The lawsuit was brought against Scio Farms Estates by two parties, the first being Renaissance Community Homes, a nonprofit organization that helps developmentally disabled adults find housing. According to the lawsuit, the nonprofit’s lease applications had been denied twice, citing that because Renaissance Community Homes was listed on the lease but would not be living as the tenant at the residence then Scio Farms Estates would not allow the application to go through.

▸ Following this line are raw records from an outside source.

//! Sync settings: built-in defaults, optionally overridden by a YAML file.
//!
//! ```yaml
//! batch_size: 10
//! page_size: 200
//! field_blacklists:
//!   Users: [offset, time_zone, Microsoft, country_locale]
//!   Deals: [Tag]
//! delays:
//!   page: 500ms
//!   field: 150ms
//!   table: 1s
//! ```

mod duration;

pub use duration::parse_delay;

use airtable_sink::MAX_BATCH_SIZE;
use airtable_types::FieldBlacklist;
use anyhow::Context;
use serde::Deserialize;
use std::collections::HashMap;
use std::path::Path;
use std::time::Duration;
use zoho_source::{DEFAULT_PAGE_SIZE, USERS_MODULE};

/// Fields of the Users module that carry no useful data in Airtable.
pub const USERS_BLACKLIST: [&str; 4] = ["offset", "time_zone", "Microsoft", "country_locale"];

/// Pauses between remote calls, to stay under both services' rate limits.
#[derive(Debug, Clone, PartialEq, Eq)]
pub struct RateLimits {
    /// After each page of source records
    pub page: Duration,
    /// After each burst of source record detail requests
    pub record_detail: Duration,
    /// After each field creation
    pub field: Duration,
    /// After each batch insert
    pub insert: Duration,
    /// After each batch delete
    pub delete: Duration,
    /// After a table is created
    pub table: Duration,
}

impl Default for RateLimits {
    fn default() -> Self {
        Self {
            page: Duration::from_millis(500),
            record_detail: Duration::from_millis(500),
            field: Duration::from_millis(150),
            insert: Duration::from_millis(200),
            delete: Duration::from_millis(200),
            table: Duration::from_secs(1),
        }
    }
}

impl RateLimits {
    /// No pauses at all.
    pub fn none() -> Self {
        Self {
            page: Duration::ZERO,
            record_detail: Duration::ZERO,
            field: Duration::ZERO,
            insert: Duration::ZERO,
            delete: Duration::ZERO,
            table: Duration::ZERO,
        }
    }
}

/// Everything the orchestrator needs besides the two clients.
#[derive(Debug, Clone)]
pub struct SyncSettings {
    /// Records per insert or delete call
    pub batch_size: usize,
    /// Records per source page
    pub page_size: u32,
    /// Raw source field names skipped per module
    pub field_blacklists: HashMap<String, FieldBlacklist>,
    pub delays: RateLimits,
    /// Fetch and convert only; nothing is written to Airtable
    pub dry_run: bool,
}

impl Default for SyncSettings {
    fn default() -> Self {
        let mut field_blacklists = HashMap::new();
        field_blacklists.insert(
            USERS_MODULE.to_string(),
            USERS_BLACKLIST.iter().map(|f| f.to_string()).collect(),
        );
        Self {
            batch_size: MAX_BATCH_SIZE,
            page_size: DEFAULT_PAGE_SIZE,
            field_blacklists,
            delays: RateLimits::default(),
            dry_run: false,
        }
    }
}

impl SyncSettings {
    pub fn blacklist(&self, module: &str) -> FieldBlacklist {
        self.field_blacklists
            .get(module)
            .cloned()
            .unwrap_or_default()
    }
}

/// Delay overrides as written in the config file.
#[derive(Debug, Clone, Default, Deserialize)]
#[serde(deny_unknown_fields)]
pub struct DelayOverrides {
    pub page: Option<String>,
    pub record_detail: Option<String>,
    pub field: Option<String>,
    pub insert: Option<String>,
    pub delete: Option<String>,
    pub table: Option<String>,
}

/// Contents of the `--config` YAML file. Every key is optional.
#[derive(Debug, Clone, Default, Deserialize)]
#[serde(deny_unknown_fields)]
pub struct SyncFileConfig {
    /// Extra fields to skip, added to the built-in lists
    #[serde(default)]
    pub field_blacklists: HashMap<String, Vec<String>>,
    pub batch_size: Option<usize>,
    pub page_size: Option<u32>,
    #[serde(default)]
    pub delays: DelayOverrides,
}

impl SyncFileConfig {
    pub fn from_yaml(content: &str) -> anyhow::Result<Self> {
        serde_yaml::from_str(content).context("Failed to parse sync config YAML")
    }

    pub fn load(path: &Path) -> anyhow::Result<Self> {
        let content = std::fs::read_to_string(path)
            .with_context(|| format!("Failed to read sync config file: {path:?}"))?;
        Self::from_yaml(&content)
    }

    /// Apply these overrides on top of `settings`.
    pub fn apply(self, mut settings: SyncSettings) -> anyhow::Result<SyncSettings> {
        if let Some(batch_size) = self.batch_size {
            if batch_size == 0 || batch_size > MAX_BATCH_SIZE {
                anyhow::bail!("batch_size must be between 1 and {MAX_BATCH_SIZE}, got {batch_size}");
            }
            settings.batch_size = batch_size;
        }
        if let Some(page_size) = self.page_size {
            if page_size == 0 || page_size > DEFAULT_PAGE_SIZE {
                anyhow::bail!("page_size must be between 1 and {DEFAULT_PAGE_SIZE}, got {page_size}");
            }
            settings.page_size = page_size;
        }

        for (module, fields) in self.field_blacklists {
            settings
                .field_blacklists
                .entry(module)
                .or_default()
                .extend(fields);
        }

        let delays = &mut settings.delays;
        let overrides = [
            ("page", self.delays.page, &mut delays.page),
            ("record_detail", self.delays.record_detail, &mut delays.record_detail),
            ("field", self.delays.field, &mut delays.field),
            ("insert", self.delays.insert, &mut delays.insert),
            ("delete", self.delays.delete, &mut delays.delete),
            ("table", self.delays.table, &mut delays.table),
        ];
        for (name, value, slot) in overrides {
            if let Some(value) = value {
                *slot = parse_delay(&value).with_context(|| format!("Invalid delay for {name}"))?;
            }
        }

        Ok(settings)
    }
}

#[cfg(test)]
mod tests {
    use super::*;
    use std::io::Write;
    use tempfile::NamedTempFile;

    #[test]
    fn test_defaults() {
        let settings = SyncSettings::default();
        assert_eq!(settings.batch_size, 10);
        assert_eq!(settings.page_size, 200);
        assert_eq!(settings.delays.field, Duration::from_millis(150));
        assert!(!settings.dry_run);

        let users = settings.blacklist("Users");
        assert_eq!(users.len(), 4);
        assert!(users.contains("time_zone"));
        assert!(settings.blacklist("Leads").is_empty());
    }

    #[test]
    fn test_empty_file_changes_nothing() {
        let config = SyncFileConfig::from_yaml("{}").unwrap();
        let settings = config.apply(SyncSettings::default()).unwrap();
        assert_eq!(settings.batch_size, 10);
        assert_eq!(settings.delays, RateLimits::default());
    }

    #[test]
    fn test_overrides_merge_over_defaults() {
        let yaml = r#"
batch_size: 5
page_size: 50
field_blacklists:
  Users: [status]
  Deals: [Tag]
delays:
  field: 0
  table: 2s
"#;
        let settings = SyncFileConfig::from_yaml(yaml)
            .unwrap()
            .apply(SyncSettings::default())
            .unwrap();

        assert_eq!(settings.batch_size, 5);
        assert_eq!(settings.page_size, 50);
        let users = settings.blacklist("Users");
        assert!(users.contains("offset"));
        assert!(users.contains("status"));
        assert!(settings.blacklist("Deals").contains("Tag"));
        assert_eq!(settings.delays.field, Duration::ZERO);
        assert_eq!(settings.delays.table, Duration::from_secs(2));
        assert_eq!(settings.delays.insert, Duration::from_millis(200));
    }

    #[test]
    fn test_out_of_range_batch_size_is_rejected() {
        let config = SyncFileConfig::from_yaml("batch_size: 50").unwrap();
        assert!(config.apply(SyncSettings::default()).is_err());

        let config = SyncFileConfig::from_yaml("page_size: 0").unwrap();
        assert!(config.apply(SyncSettings::default()).is_err());
    }

    #[test]
    fn test_unknown_keys_are_rejected() {
        assert!(SyncFileConfig::from_yaml("batchsize: 5").is_err());
    }

    #[test]
    fn test_bad_delay_is_reported() {
        let config = SyncFileConfig::from_yaml("delays:\n  page: soon\n").unwrap();
        let err = config.apply(SyncSettings::default()).unwrap_err();
        assert!(format!("{err:#}").contains("page"));
    }

    #[test]
    fn test_load_from_file() {
        let mut file = NamedTempFile::new().unwrap();
        writeln!(file, "page_size: 100").unwrap();
        let config = SyncFileConfig::load(file.path()).unwrap();
        assert_eq!(config.page_size, Some(100));

        assert!(SyncFileConfig::load(Path::new("/nonexistent/sync.yaml")).is_err());
    }
}
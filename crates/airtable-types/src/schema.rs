//! Type mapping from Zoho field descriptors to Airtable field specs.

use indexmap::IndexSet;
use sync_core::{AirtableFieldType, Choice, FieldDescriptor, FieldSpec, TypeMap};

/// Prefix Zoho puts on system-managed field names. Airtable rejects `$`.
pub const SYSTEM_FIELD_PREFIX: char = '$';

/// Placeholder choice for select fields without pick-list values.
/// Airtable refuses to create a select field with an empty choice set.
const PLACEHOLDER_CHOICE: &str = "None";

/// Strip the reserved system prefix from a Zoho field name.
pub fn clean_field_name(name: &str) -> &str {
    name.trim_start_matches(SYSTEM_FIELD_PREFIX)
}

/// Map a Zoho field to the Airtable field spec used to create it.
///
/// Lookup on `data_type` is case-insensitive. Unknown types map to
/// `singleLineText`.
pub fn map_field(field: &FieldDescriptor) -> FieldSpec {
    match field.data_type.to_lowercase().as_str() {
        // Booleans are written as "Yes"/"No" text by the converter
        "text" | "lookup" | "ownerlookup" | "userlookup" | "boolean" => {
            FieldSpec::single_line_text()
        }

        "textarea" | "fileupload" | "profileimage" => {
            FieldSpec::plain(AirtableFieldType::MultilineText)
        }

        "email" => FieldSpec::plain(AirtableFieldType::Email),
        "phone" => FieldSpec::plain(AirtableFieldType::PhoneNumber),
        "website" => FieldSpec::plain(AirtableFieldType::Url),

        "picklist" => FieldSpec::select(AirtableFieldType::SingleSelect, build_choices(field)),
        "multiselectpicklist" => {
            FieldSpec::select(AirtableFieldType::MultipleSelects, build_choices(field))
        }

        "integer" | "bigint" => FieldSpec::number(0),
        "double" => FieldSpec::number(2),
        "currency" => FieldSpec::currency(2, "$"),

        "date" => FieldSpec::date(),
        "datetime" => FieldSpec::date_time(),

        _ => FieldSpec::single_line_text(),
    }
}

/// Build the choice list for a select field, deduplicated in source order.
fn build_choices(field: &FieldDescriptor) -> Vec<Choice> {
    let labels: IndexSet<&str> = field
        .pick_list()
        .iter()
        .filter_map(|value| value.label())
        .collect();

    if labels.is_empty() {
        return vec![Choice::new(PLACEHOLDER_CHOICE)];
    }
    labels.into_iter().map(Choice::new).collect()
}

/// Build the type map for a module: cleaned field name → field spec.
///
/// Fields whose name is empty after stripping the system prefix are skipped.
/// If two descriptors clean to the same name, the later one wins.
pub fn build_type_map(fields: &[FieldDescriptor]) -> TypeMap {
    let mut type_map = TypeMap::new();
    for field in fields {
        let name = clean_field_name(&field.api_name);
        if name.is_empty() {
            continue;
        }
        type_map.insert(name.to_string(), map_field(field));
    }
    type_map
}

#[cfg(test)]
mod tests {
    use super::*;
    use pretty_assertions::assert_eq;
    use sync_core::{FieldOptions, PickListValue};

    fn spec_for(data_type: &str) -> FieldSpec {
        map_field(&FieldDescriptor::new("Field", data_type))
    }

    #[test]
    fn test_known_types_follow_mapping_table() {
        let cases = [
            ("text", AirtableFieldType::SingleLineText),
            ("lookup", AirtableFieldType::SingleLineText),
            ("ownerlookup", AirtableFieldType::SingleLineText),
            ("userlookup", AirtableFieldType::SingleLineText),
            ("boolean", AirtableFieldType::SingleLineText),
            ("textarea", AirtableFieldType::MultilineText),
            ("fileupload", AirtableFieldType::MultilineText),
            ("profileimage", AirtableFieldType::MultilineText),
            ("email", AirtableFieldType::Email),
            ("phone", AirtableFieldType::PhoneNumber),
            ("website", AirtableFieldType::Url),
            ("picklist", AirtableFieldType::SingleSelect),
            ("multiselectpicklist", AirtableFieldType::MultipleSelects),
            ("integer", AirtableFieldType::Number),
            ("bigint", AirtableFieldType::Number),
            ("double", AirtableFieldType::Number),
            ("currency", AirtableFieldType::Currency),
            ("date", AirtableFieldType::Date),
            ("datetime", AirtableFieldType::DateTime),
        ];

        for (data_type, expected) in cases {
            assert_eq!(spec_for(data_type).field_type, expected, "{data_type}");
        }
    }

    #[test]
    fn test_lookup_is_case_insensitive() {
        assert_eq!(spec_for("Currency"), FieldSpec::currency(2, "$"));
        assert_eq!(spec_for("DATETIME"), FieldSpec::date_time());
    }

    #[test]
    fn test_unknown_types_fall_back_to_single_line_text() {
        for data_type in ["formula", "autonumber", "", "consent_lookup", "rrule"] {
            assert_eq!(spec_for(data_type), FieldSpec::single_line_text());
        }
    }

    #[test]
    fn test_numeric_options() {
        assert_eq!(
            spec_for("integer").options,
            Some(FieldOptions::Number { precision: 0 })
        );
        assert_eq!(
            spec_for("bigint").options,
            Some(FieldOptions::Number { precision: 0 })
        );
        assert_eq!(
            spec_for("double").options,
            Some(FieldOptions::Number { precision: 2 })
        );
        assert_eq!(
            spec_for("currency").options,
            Some(FieldOptions::Currency {
                precision: 2,
                symbol: "$".to_string()
            })
        );
    }

    #[test]
    fn test_date_options() {
        assert_eq!(spec_for("date"), FieldSpec::date());
        assert_eq!(spec_for("datetime"), FieldSpec::date_time());
        assert!(spec_for("text").options.is_none());
    }

    #[test]
    fn test_picklist_without_values_gets_placeholder_choice() {
        let spec = spec_for("picklist");
        assert_eq!(spec.choices(), &[Choice::new("None")]);

        let spec = spec_for("multiselectpicklist");
        assert_eq!(spec.choices(), &[Choice::new("None")]);
    }

    #[test]
    fn test_picklist_choices_are_deduplicated_in_source_order() {
        let field = FieldDescriptor::new("Rating", "picklist").with_pick_list(vec![
            PickListValue::entry(Some("Hot"), Some("hot")),
            PickListValue::Plain("Warm".to_string()),
            PickListValue::entry(None, Some("Cold")),
            PickListValue::entry(None, None),
            PickListValue::entry(Some("Hot"), Some("hot-2")),
        ]);

        let names: Vec<_> = map_field(&field)
            .choices()
            .iter()
            .map(|c| c.name.clone())
            .collect();
        assert_eq!(names, vec!["Hot", "Warm", "Cold"]);
    }

    #[test]
    fn test_picklist_with_only_unusable_entries_gets_placeholder() {
        let field = FieldDescriptor::new("Rating", "picklist")
            .with_pick_list(vec![PickListValue::entry(None, None)]);
        assert_eq!(map_field(&field).choices(), &[Choice::new("None")]);
    }

    #[test]
    fn test_build_type_map_strips_system_prefix() {
        let fields = vec![
            FieldDescriptor::new("Account_Name", "text"),
            FieldDescriptor::new("$currency_symbol", "text"),
            FieldDescriptor::new("$$state", "text"),
            FieldDescriptor::new("$", "text"),
            FieldDescriptor::new("", "text"),
            FieldDescriptor::new("Annual_Revenue", "currency"),
        ];

        let type_map = build_type_map(&fields);
        let names: Vec<_> = type_map.keys().map(String::as_str).collect();
        assert_eq!(
            names,
            vec!["Account_Name", "currency_symbol", "state", "Annual_Revenue"]
        );
        assert_eq!(type_map["Annual_Revenue"], FieldSpec::currency(2, "$"));
    }

    #[test]
    fn test_clean_field_name() {
        assert_eq!(clean_field_name("$locked_for_me"), "locked_for_me");
        assert_eq!(clean_field_name("Owner"), "Owner");
        assert_eq!(clean_field_name("A$B"), "A$B");
    }
}
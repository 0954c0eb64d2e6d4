//! Airtable Web API client.

use crate::{AirtableSink, Error, Result, TableSchema};
use reqwest::{RequestBuilder, Url};
use serde::de::DeserializeOwned;
use serde::{Deserialize, Serialize};
use sync_core::{ConvertedRecord, FieldSpec};
use tracing::debug;

pub const DEFAULT_API_URL: &str = "https://api.airtable.com/v0";

/// Airtable accepts at most this many records per create or delete call.
pub const MAX_BATCH_SIZE: usize = 10;

/// Primary field every created table starts with.
pub const PRIMARY_FIELD_NAME: &str = "Name";

const LIST_PAGE_SIZE: &str = "100";

#[derive(Debug, Clone)]
pub struct AirtableConfig {
    /// Personal access token
    pub token: String,
    pub base_id: String,
    pub api_url: String,
}

impl Default for AirtableConfig {
    fn default() -> Self {
        Self {
            token: String::new(),
            base_id: String::new(),
            api_url: DEFAULT_API_URL.to_string(),
        }
    }
}

#[derive(Serialize)]
struct CreateFieldRequest<'a> {
    name: &'a str,
    #[serde(flatten)]
    spec: &'a FieldSpec,
}

#[derive(Serialize)]
struct CreateTableRequest<'a> {
    name: &'a str,
    fields: Vec<CreateFieldRequest<'a>>,
}

#[derive(Serialize)]
struct InsertRequest<'a> {
    records: Vec<InsertRecord<'a>>,
}

#[derive(Serialize)]
struct InsertRecord<'a> {
    fields: &'a ConvertedRecord,
}

#[derive(Deserialize)]
struct TablesResponse {
    #[serde(default)]
    tables: Vec<TableSchema>,
}

#[derive(Deserialize)]
struct RecordRef {
    id: String,
}

#[derive(Deserialize)]
struct RecordsResponse {
    #[serde(default)]
    records: Vec<RecordRef>,
    offset: Option<String>,
}

#[derive(Deserialize)]
struct Ignored {}

pub struct AirtableClient {
    http: reqwest::Client,
    config: AirtableConfig,
}

impl AirtableClient {
    pub fn new(config: AirtableConfig) -> Result<Self> {
        if config.token.is_empty() {
            return Err(Error::InvalidConfig(
                "Airtable access token is not set".to_string(),
            ));
        }
        if config.base_id.is_empty() {
            return Err(Error::InvalidConfig("Airtable base id is not set".to_string()));
        }
        Ok(Self {
            http: reqwest::Client::new(),
            config,
        })
    }

    pub fn config(&self) -> &AirtableConfig {
        &self.config
    }

    fn endpoint(&self, segments: &[&str]) -> Result<Url> {
        let mut url = Url::parse(&self.config.api_url)
            .map_err(|e| Error::InvalidConfig(format!("invalid Airtable API URL: {e}")))?;
        url.path_segments_mut()
            .map_err(|_| Error::InvalidConfig("Airtable API URL cannot be a base".to_string()))?
            .pop_if_empty()
            .extend(segments);
        Ok(url)
    }

    fn meta_tables(&self) -> Result<Url> {
        self.endpoint(&["meta", "bases", &self.config.base_id, "tables"])
    }

    fn table_records(&self, table_id: &str) -> Result<Url> {
        self.endpoint(&[&self.config.base_id, table_id])
    }

    async fn send<T: DeserializeOwned>(&self, request: RequestBuilder, url: &Url) -> Result<T> {
        let response = request.bearer_auth(&self.config.token).send().await?;
        let status = response.status();
        if !status.is_success() {
            let body = response.text().await.unwrap_or_default();
            return Err(Error::from_response(url.as_str(), status.as_u16(), &body));
        }
        Ok(response.json::<T>().await?)
    }
}

#[async_trait::async_trait]
impl AirtableSink for AirtableClient {
    async fn list_tables(&self) -> Result<Vec<TableSchema>> {
        let url = self.meta_tables()?;
        let response: TablesResponse = self.send(self.http.get(url.clone()), &url).await?;
        Ok(response.tables)
    }

    async fn create_table(&self, name: &str) -> Result<TableSchema> {
        let url = self.meta_tables()?;
        let primary = FieldSpec::single_line_text();
        let body = CreateTableRequest {
            name,
            fields: vec![CreateFieldRequest {
                name: PRIMARY_FIELD_NAME,
                spec: &primary,
            }],
        };
        let table: TableSchema = self.send(self.http.post(url.clone()).json(&body), &url).await?;
        debug!("Created table {} ({})", table.name, table.id);
        Ok(table)
    }

    async fn create_field(&self, table_id: &str, name: &str, spec: &FieldSpec) -> Result<()> {
        let url = self.endpoint(&["meta", "bases", &self.config.base_id, "tables", table_id, "fields"])?;
        let body = CreateFieldRequest { name, spec };
        let _: Ignored = self.send(self.http.post(url.clone()).json(&body), &url).await?;
        debug!("Created field {name} ({})", spec.field_type);
        Ok(())
    }

    async fn batch_insert(&self, table_id: &str, records: &[ConvertedRecord]) -> Result<Vec<String>> {
        let url = self.table_records(table_id)?;
        let body = InsertRequest {
            records: records.iter().map(|fields| InsertRecord { fields }).collect(),
        };
        let response: RecordsResponse = self.send(self.http.post(url.clone()).json(&body), &url).await?;
        if response.records.len() != records.len() {
            return Err(Error::InvalidResponse(format!(
                "sent {} records but {} were created",
                records.len(),
                response.records.len()
            )));
        }
        Ok(response.records.into_iter().map(|r| r.id).collect())
    }

    async fn batch_delete(&self, table_id: &str, ids: &[String]) -> Result<()> {
        let mut url = self.table_records(table_id)?;
        {
            let mut query = url.query_pairs_mut();
            for id in ids {
                query.append_pair("records[]", id);
            }
        }
        let _: Ignored = self.send(self.http.delete(url.clone()), &url).await?;
        Ok(())
    }

    async fn list_record_ids(&self, table_id: &str) -> Result<Vec<String>> {
        let mut ids = Vec::new();
        let mut offset: Option<String> = None;
        loop {
            let mut url = self.table_records(table_id)?;
            {
                let mut query = url.query_pairs_mut();
                query.append_pair("pageSize", LIST_PAGE_SIZE);
                if let Some(offset) = &offset {
                    query.append_pair("offset", offset);
                }
            }
            let page: RecordsResponse = self.send(self.http.get(url.clone()), &url).await?;
            ids.extend(page.records.into_iter().map(|r| r.id));
            match page.offset {
                Some(next) => offset = Some(next),
                None => break,
            }
        }
        Ok(ids)
    }
}

#[cfg(test)]
mod tests {
    use super::*;
    use serde_json::json;
    use sync_core::FieldValue;

    fn config() -> AirtableConfig {
        AirtableConfig {
            token: "pat".to_string(),
            base_id: "appBase".to_string(),
            ..Default::default()
        }
    }

    #[test]
    fn test_missing_credentials_are_rejected() {
        let no_token = AirtableConfig {
            token: String::new(),
            ..config()
        };
        assert!(matches!(AirtableClient::new(no_token), Err(Error::InvalidConfig(_))));

        let no_base = AirtableConfig {
            base_id: String::new(),
            ..config()
        };
        assert!(matches!(AirtableClient::new(no_base), Err(Error::InvalidConfig(_))));
    }

    #[test]
    fn test_endpoints() {
        let client = AirtableClient::new(config()).unwrap();
        assert_eq!(
            client.meta_tables().unwrap().as_str(),
            "https://api.airtable.com/v0/meta/bases/appBase/tables"
        );
        assert_eq!(
            client.table_records("tblLeads").unwrap().as_str(),
            "https://api.airtable.com/v0/appBase/tblLeads"
        );
    }

    #[test]
    fn test_create_field_body_flattens_spec() {
        let spec = FieldSpec::number(0);
        let body = CreateFieldRequest {
            name: "Employees",
            spec: &spec,
        };
        assert_eq!(
            serde_json::to_value(&body).unwrap(),
            json!({"name": "Employees", "type": "number", "options": {"precision": 0}})
        );
    }

    #[test]
    fn test_insert_body() {
        let record: ConvertedRecord = [
            ("Name".to_string(), FieldValue::text("Acme")),
            ("Employees".to_string(), FieldValue::Integer(250)),
        ]
        .into_iter()
        .collect();
        let body = InsertRequest {
            records: vec![InsertRecord { fields: &record }],
        };
        assert_eq!(
            serde_json::to_value(&body).unwrap(),
            json!({"records": [{"fields": {"Name": "Acme", "Employees": 250}}]})
        );
    }
}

The second party named on the lawsuit was the Fair Housing Center, also a nonprofit organization that investigates complaints about civil rights violations when it comes to the sale, financing or renting of a property. After sending several people out to investigate Scio Farms Estates’ policies and procedures, the Fair Housing Center determined that the real estate firm was in violation of the Fair Housing Act and subsequently filed a complaint with the U.S. Department of Housing and Urban Development.
A settlement was recently reached over the landlord-tenant dispute, awarding the two parties $39,500, $30,000 of which went to Renaissance Community Homes. Scio Farms Estates must follow through with its promise to retrain its staff on fair housing laws and will be monitored by the Fair Housing Center for compliance.